The guidelines say patients who have taken prophylactic antibiotics routinely in the past but no longer need them include people with:
- Mitral valve prolapse
- Rheumatic heart disease
- Bicuspid valve disease
- Calcified aortic stenosis
- Congential heart conditions such as ventricular septal defect, atrial septal defect and hypertrophic cardiomyopathy
The new guidelines are aimed at patients who would have the greatest danger of a debilitating outcome if they developed a heart infection.

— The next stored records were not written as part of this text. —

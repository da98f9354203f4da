//! XML utilities.

mod utils;

pub use utils::{
    descendants_named, find_by_path, find_child, find_descendant, first_element_child,
    get_tag_name, has_attribute, node_value,
};
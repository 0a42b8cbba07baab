use super::VpnStatus;
use tracing::trace;

/// Phrase printed by `scutil --nc list` before the service list, even when
/// no service is configured.
const SERVICE_LIST_MARKER: &str = "Available network connection services";

/// Split a `* (State) Service name` line into its lower-cased state token
/// and service name. Returns `None` when the line has no parenthesized token.
fn split_state_line(line: &str) -> Option<(String, &str)> {
    let open = line.find('(')?;
    let close = open + line[open..].find(')')?;
    let state = line[open + 1..close].trim().to_lowercase();
    let name = line[close + 1..].trim();
    Some((state, name))
}

/// Reconcile the output of a "list network services" command into a
/// [`VpnStatus`].
///
/// Every service whose state token is `connected` is reported, in source
/// order. Without any connected service the output must still look like a
/// service list (a state line or the list header) to be trusted as
/// [`VpnStatus::Disconnected`]; anything else is [`VpnStatus::Unknown`].
pub fn parse_service_list(output: &str) -> VpnStatus {
    let mut connected = Vec::new();
    let mut saw_service_state = false;

    for line in output.lines().map(str::trim).filter(|l| !l.is_empty()) {
        if let Some((state, name)) = split_state_line(line) {
            trace!("service {:?} is {:?}", name, state);
            saw_service_state = true;
            if state == "connected" {
                connected.push(name.to_owned());
            }
        }
    }

    if !connected.is_empty() {
        VpnStatus::Connected {
            service_names: connected,
        }
    } else if saw_service_state || output.contains(SERVICE_LIST_MARKER) {
        VpnStatus::Disconnected
    } else {
        VpnStatus::Unknown
    }
}
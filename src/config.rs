//! This module holds struct and helpers for parameters and configuration
//!
//! Configuration is merged from, by increasing priority: built-in defaults,
//! the TOML configuration file, environment variables and command line flags.
use ::structopt::clap::AppSettings;
use anyhow::{bail, Context, Result};
use directories_next::ProjectDirs;
use figment::{
    providers::{Format, Serialized, Toml},
    Figment,
};
use serde::{Deserialize, Deserializer, Serialize, Serializer};
use std::path::{Path, PathBuf};
use std::time::Duration;

use crate::command::{CommandLine, DEFAULT_TIMEOUT, MAX_TIMEOUT};
use crate::vpn::DetectorCommands;

/// Verbosity flags shared by every subcommand.
#[derive(structopt::StructOpt, Debug, Clone, Default, PartialEq, Eq)]
pub struct Verbosity {
    /// Increase the output's verbosity level
    ///
    /// Pass many times to increase verbosity level, up to 3.
    #[structopt(
        name = "verbose",
        long = "verbose",
        short = "v",
        parse(from_occurrences),
        conflicts_with = "quiet",
        global = true
    )]
    verbose: u8,

    /// Decrease the output's verbosity level.
    ///
    /// Used once, only errors are logged. Used twice, logging is off.
    #[structopt(
        name = "quiet",
        long = "quiet",
        short = "q",
        parse(from_occurrences),
        global = true
    )]
    quiet: u8,
}

/// Log levels indexed by `verbose - quiet + 2`.
const LEVELS: [&str; 6] = ["off", "error", "warn", "info", "debug", "trace"];

impl Verbosity {
    /// Level usable as an `EnvFilter` directive (`warn` without any flag).
    pub fn level_filter(&self) -> &'static str {
        let index = 2 + i16::from(self.verbose.min(3)) - i16::from(self.quiet.min(2));
        LEVELS[index as usize]
    }

    fn is_default(&self) -> bool {
        self == &Verbosity::default()
    }
}

impl Serialize for Verbosity {
    fn serialize<S>(&self, serializer: S) -> Result<S::Ok, S::Error>
    where
        S: Serializer,
    {
        serializer.serialize_str(self.level_filter())
    }
}

impl<'de> Deserialize<'de> for Verbosity {
    fn deserialize<D>(deserializer: D) -> Result<Self, D::Error>
    where
        D: Deserializer<'de>,
    {
        let s = String::deserialize(deserializer)?;
        let level = s.to_ascii_lowercase();
        match LEVELS.iter().position(|l| *l == level) {
            Some(index) => Ok(Verbosity {
                verbose: index.saturating_sub(2) as u8,
                quiet: 2usize.saturating_sub(index) as u8,
            }),
            None => Err(serde::de::Error::custom(format!(
                "unknown log level '{s}', expected one of {}",
                LEVELS.join(", ")
            ))),
        }
    }
}

#[derive(structopt::StructOpt, Serialize, Deserialize, Debug, Clone)]
/// Report VPN status and internet identity information
///
/// Detect whether a VPN is active from the system network services and
/// routing table, and show what a saved IP lookup payload tells about the
/// current internet connection.
#[structopt(global_settings(&[AppSettings::ColoredHelp, AppSettings::ColorAuto]))]
pub struct Args {
    /// configuration file
    ///
    /// Defaults to `netposture.toml` in the user configuration directory.
    #[serde(skip)]
    #[structopt(short, long, env = "NETPOSTURE_CONFIG", parse(from_os_str))]
    pub config: Option<PathBuf>,

    /// command listing network services and their state
    #[serde(skip_serializing_if = "Option::is_none")]
    #[structopt(long, env = "NETPOSTURE_SERVICE_LIST_CMD")]
    pub service_list_cmd: Option<String>,

    /// command printing the IPv4 routing table
    #[serde(skip_serializing_if = "Option::is_none")]
    #[structopt(long, env = "NETPOSTURE_ROUTE_TABLE_CMD")]
    pub route_table_cmd: Option<String>,

    /// maximum run time of each command, in seconds
    #[serde(skip_serializing_if = "Option::is_none")]
    #[structopt(short, long, env = "NETPOSTURE_TIMEOUT")]
    pub timeout: Option<u64>,

    /// IP lookup service payload to decode (`-` for stdin)
    #[serde(skip_serializing_if = "Option::is_none")]
    #[structopt(short, long, env = "NETPOSTURE_INFO", parse(from_os_str))]
    pub info: Option<PathBuf>,

    /// show sensitive lines (IP address, Tor exit)
    #[serde(default, skip_serializing_if = "std::ops::Not::not")]
    #[structopt(short, long)]
    pub reveal: bool,

    /// print the result as json
    #[serde(default, skip_serializing_if = "std::ops::Not::not")]
    #[structopt(long)]
    pub json: bool,

    #[structopt(flatten)]
    #[serde(default, skip_serializing_if = "Verbosity::is_default")]
    pub verbose: Verbosity,
}

impl Default for Args {
    fn default() -> Args {
        let commands = DetectorCommands::default();
        Args {
            config: None,
            service_list_cmd: Some(commands.service_list.to_string()),
            route_table_cmd: Some(commands.route_table.to_string()),
            timeout: Some(DEFAULT_TIMEOUT.as_secs()),
            info: None,
            reveal: false,
            json: false,
            verbose: Verbosity::default(),
        }
    }
}

/// Validated configuration
#[derive(Debug, Clone, PartialEq, Eq)]
pub struct AppConfig {
    /// commands queried for VPN detection
    pub commands: DetectorCommands,
    /// maximum run time of each command
    pub timeout: Duration,
    /// lookup payload location, `-` meaning stdin
    pub info: Option<PathBuf>,
    /// show lines hidden without privilege
    pub reveal: bool,
    /// print json instead of text
    pub json: bool,
}

fn parse_command(name: &str, value: &Option<String>) -> Result<CommandLine> {
    let value = value
        .as_deref()
        .with_context(|| format!("{name} is not defined"))?;
    value
        .parse()
        .with_context(|| format!("Parsing {name} '{value}'"))
}

impl Args {
    /// Check merged arguments and build the [`AppConfig`].
    pub fn validate(self) -> Result<AppConfig> {
        let commands = DetectorCommands {
            service_list: parse_command("service_list_cmd", &self.service_list_cmd)?,
            route_table: parse_command("route_table_cmd", &self.route_table_cmd)?,
        };
        let timeout = match self.timeout {
            None => bail!("timeout is not defined"),
            Some(0) => bail!("timeout shall be at least one second"),
            Some(secs) if secs > MAX_TIMEOUT.as_secs() => bail!(
                "timeout shall be at most {} seconds (got {})",
                MAX_TIMEOUT.as_secs(),
                secs
            ),
            Some(secs) => Duration::from_secs(secs),
        };
        Ok(AppConfig {
            commands,
            timeout,
            info: self.info,
            reveal: self.reveal,
            json: self.json,
        })
    }
}

/// Default location of the configuration file, if the platform has one.
pub fn default_config_file() -> Option<PathBuf> {
    ProjectDirs::from("net", "netposture", "netposture")
        .map(|dirs| dirs.config_dir().join("netposture.toml"))
}

/// Merge defaults, the configuration file `file` (ignored when missing) and
/// command line `args`.
pub fn merge(args: Args, file: Option<&Path>) -> Result<Args> {
    let mut figment = Figment::from(Serialized::defaults(Args::default()));
    if let Some(path) = file {
        figment = figment.merge(Toml::file(path));
    }
    let config = args.config.clone();
    let mut merged: Args = figment
        .merge(Serialized::defaults(args))
        .extract()
        .context("Merging configuration")?;
    merged.config = config;
    Ok(merged)
}

/// Configuration file read by [`load`]: the one given on the command line,
/// or the default one.
pub fn config_file(args: &Args) -> Option<PathBuf> {
    args.config.clone().or_else(default_config_file)
}

/// Merge command line `args` with the file [`config_file`] designates.
///
/// Tracing is not set up yet when this runs, since verbosity itself may come
/// from the file: callers log the outcome afterwards.
pub fn load(args: Args) -> Result<Args> {
    let file = config_file(&args);
    merge(args, file.as_deref())
}
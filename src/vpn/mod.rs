//! Detect whether a VPN is active by reconciling two system signals.
//!
//! The named network services (`scutil --nc list` on macOS) are the
//! authoritative signal. Tunnel routes in the IPv4 routing table
//! (`netstat -rn -f inet`) are only consulted when no named service reports
//! itself connected.

mod route_parse;
mod service_parse;

pub use route_parse::parse_route_table;
pub use service_parse::parse_service_list;

use crate::command::{CommandLine, CommandRunner, SystemCommandRunner};
use serde::Serialize;
use std::fmt;
use tracing::{debug, info};

/// VPN state as seen by the operating system.
#[derive(Serialize, Debug, Clone, PartialEq, Eq)]
#[serde(tag = "state", rename_all = "snake_case")]
pub enum VpnStatus {
    /// At least one VPN is up. Names are either connected service names or,
    /// when only routing evidence exists, tunnel interface names.
    Connected {
        /// Names of the connected services or interfaces
        service_names: Vec<String>,
    },
    /// The system reports VPN services and none is connected
    Disconnected,
    /// No usable signal was available
    Unknown,
}

impl VpnStatus {
    /// Boolean view of the status, `None` when unknown.
    pub fn is_connected(&self) -> Option<bool> {
        match self {
            VpnStatus::Connected { .. } => Some(true),
            VpnStatus::Disconnected => Some(false),
            VpnStatus::Unknown => None,
        }
    }
}

impl fmt::Display for VpnStatus {
    fn fmt(&self, f: &mut fmt::Formatter) -> fmt::Result {
        match self {
            VpnStatus::Connected { service_names } => {
                write!(f, "connected ({})", service_names.join(", "))
            }
            VpnStatus::Disconnected => write!(f, "disconnected"),
            VpnStatus::Unknown => write!(f, "unknown"),
        }
    }
}

/// Commands queried by [`VpnStatusDetector`].
#[derive(Debug, Clone, PartialEq, Eq)]
pub struct DetectorCommands {
    /// Lists configured network services with their connection state
    pub service_list: CommandLine,
    /// Dumps the IPv4 routing table
    pub route_table: CommandLine,
}

impl Default for DetectorCommands {
    fn default() -> Self {
        DetectorCommands {
            service_list: CommandLine::new("/usr/sbin/scutil", &["--nc", "list"]),
            route_table: CommandLine::new("/usr/sbin/netstat", &["-rn", "-f", "inet"]),
        }
    }
}

/// Run the system commands and combine their verdicts into a [`VpnStatus`].
pub struct VpnStatusDetector {
    commands: DetectorCommands,
    /// Command runner for executing system commands (enables mocking in tests)
    runner: Box<dyn CommandRunner>,
}

impl fmt::Debug for VpnStatusDetector {
    fn fmt(&self, f: &mut fmt::Formatter<'_>) -> fmt::Result {
        f.debug_struct("VpnStatusDetector")
            .field("commands", &self.commands)
            .finish()
    }
}

impl VpnStatusDetector {
    /// Create a detector running `commands` on the host.
    pub fn new(commands: DetectorCommands, runner: SystemCommandRunner) -> Self {
        Self::with_runner(commands, Box::new(runner))
    }

    /// Create a detector with a custom command runner.
    pub fn with_runner(commands: DetectorCommands, runner: Box<dyn CommandRunner>) -> Self {
        VpnStatusDetector { commands, runner }
    }

    fn output_of(&self, command: &CommandLine) -> Option<String> {
        match command.run_with(self.runner.as_ref()) {
            Ok(output) => Some(output),
            Err(e) => {
                debug!("No output from `{}`: {:#}", command, anyhow::Error::from(e));
                None
            }
        }
    }

    /// Status reported by the named network services alone.
    pub fn service_status(&self) -> VpnStatus {
        match self.output_of(&self.commands.service_list) {
            Some(output) => parse_service_list(&output),
            None => VpnStatus::Unknown,
        }
    }

    /// Tunnel interfaces carrying an active route, sorted.
    pub fn tunnel_interfaces(&self) -> Vec<String> {
        self.output_of(&self.commands.route_table)
            .map(|output| parse_route_table(&output))
            .unwrap_or_default()
    }

    /// Detect the VPN status.
    ///
    /// A connected named service wins outright. Otherwise any tunnel route
    /// means connected, then the services' disconnected verdict applies, and
    /// only when neither signal is usable the status is unknown.
    pub fn detect(&self) -> VpnStatus {
        let service_status = self.service_status();
        debug!("Service list status: {:?}", service_status);
        let status = if let VpnStatus::Connected { .. } = service_status {
            service_status
        } else {
            let mut interfaces = self.tunnel_interfaces();
            debug!("Tunnel interfaces with routes: {:?}", interfaces);
            if !interfaces.is_empty() {
                interfaces.sort();
                VpnStatus::Connected {
                    service_names: interfaces,
                }
            } else if service_status == VpnStatus::Disconnected {
                VpnStatus::Disconnected
            } else {
                VpnStatus::Unknown
            }
        };
        info!("VPN is {}", status);
        status
    }
}
//! Decode the JSON payload returned by the IP lookup service.
use super::InternetInfo;
use serde::Deserialize;
use serde_json::Value;
use thiserror::Error;
use tracing::debug;

/// Implement errors specific to payload decoding
#[allow(missing_docs)]
#[derive(Debug, Error)]
pub enum DecodeError {
    #[error("Bad json data")]
    BadJSONData(#[from] serde_json::error::Error),
    #[error("Expected a json object, got {0}")]
    NotAnObject(&'static str),
}

/// Raw payload. Key names are fixed by the lookup service API.
#[derive(Deserialize, Debug)]
struct LookupPayload {
    #[serde(rename = "YourFuckingIPAddress")]
    ip_address: Option<String>,
    #[serde(rename = "YourFuckingLocation")]
    location: Option<String>,
    #[serde(rename = "YourFuckingISP")]
    isp: Option<String>,
    #[serde(rename = "YourFuckingCity")]
    city: Option<String>,
    #[serde(rename = "YourFuckingCountry")]
    country: Option<String>,
    #[serde(rename = "YourFuckingVPN")]
    vpn: Option<bool>,
    #[serde(rename = "YourFuckingTorExit")]
    tor_exit: Option<bool>,
}

fn non_empty_trimmed(value: Option<String>) -> Option<String> {
    let value = value?;
    let trimmed = value.trim();
    if trimmed.is_empty() {
        None
    } else if trimmed.len() == value.len() {
        Some(value)
    } else {
        Some(trimmed.to_owned())
    }
}

fn json_kind(value: &Value) -> &'static str {
    match value {
        Value::Null => "null",
        Value::Bool(_) => "a boolean",
        Value::Number(_) => "a number",
        Value::String(_) => "a string",
        Value::Array(_) => "an array",
        Value::Object(_) => "an object",
    }
}

impl From<LookupPayload> for InternetInfo {
    fn from(payload: LookupPayload) -> Self {
        let location = non_empty_trimmed(payload.location).or_else(|| {
            let parts: Vec<String> = [payload.city, payload.country]
                .into_iter()
                .filter_map(non_empty_trimmed)
                .collect();
            (!parts.is_empty()).then(|| parts.join(", "))
        });
        InternetInfo {
            ip_address: non_empty_trimmed(payload.ip_address),
            isp: non_empty_trimmed(payload.isp),
            location,
            vpn: payload.vpn,
            tor_exit: payload.tor_exit,
        }
    }
}

impl InternetInfo {
    /// Decode a lookup service payload.
    ///
    /// Fails when `bytes` is not a json object or when a known key holds a
    /// value of the wrong type. Unknown keys are ignored.
    pub fn from_json(bytes: &[u8]) -> Result<Self, DecodeError> {
        let value: Value = serde_json::from_slice(bytes)?;
        if !value.is_object() {
            return Err(DecodeError::NotAnObject(json_kind(&value)));
        }
        let payload: LookupPayload = serde_json::from_value(value)?;
        Ok(payload.into())
    }
}

/// Decode a lookup service payload, `None` meaning there is nothing to show.
pub fn decode(bytes: &[u8]) -> Option<InternetInfo> {
    match InternetInfo::from_json(bytes) {
        Ok(info) => Some(info),
        Err(e) => {
            debug!("Unable to decode internet info: {:#}", anyhow::Error::from(e));
            None
        }
    }
}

Preventive antibiotics prior to a dental procedure are advised for patients with:
- artificial heart valves
- a history of of infective endocarditis
- a cardiac transplant that develops a problem in the heart valve
- certain specific, serious congenital (present from birth) heart conditions, including
- unrepaired or incompletely repaired cyanotic congenital heart disease, including those with palliative shunts and conduits
- a completely repaired congenital heart defect with prosthetic material or device, whether placed by surgery or by catheter intervention, during the first six months after the procedure
- any repaired congenital heart defect with residual defect at the site or adjacent to the site of a prosthetic patch or a prosthetic device.
We ask you to contact your physician and/or specialist regarding your determined needs to premedicate. We will denote on your medical history to continue premedication or to discontinue based on your physician and/or specialist's recommendation.
We will continue to request that you premedicate (if you are in a risk category) until our office is notified otherwise by your physician.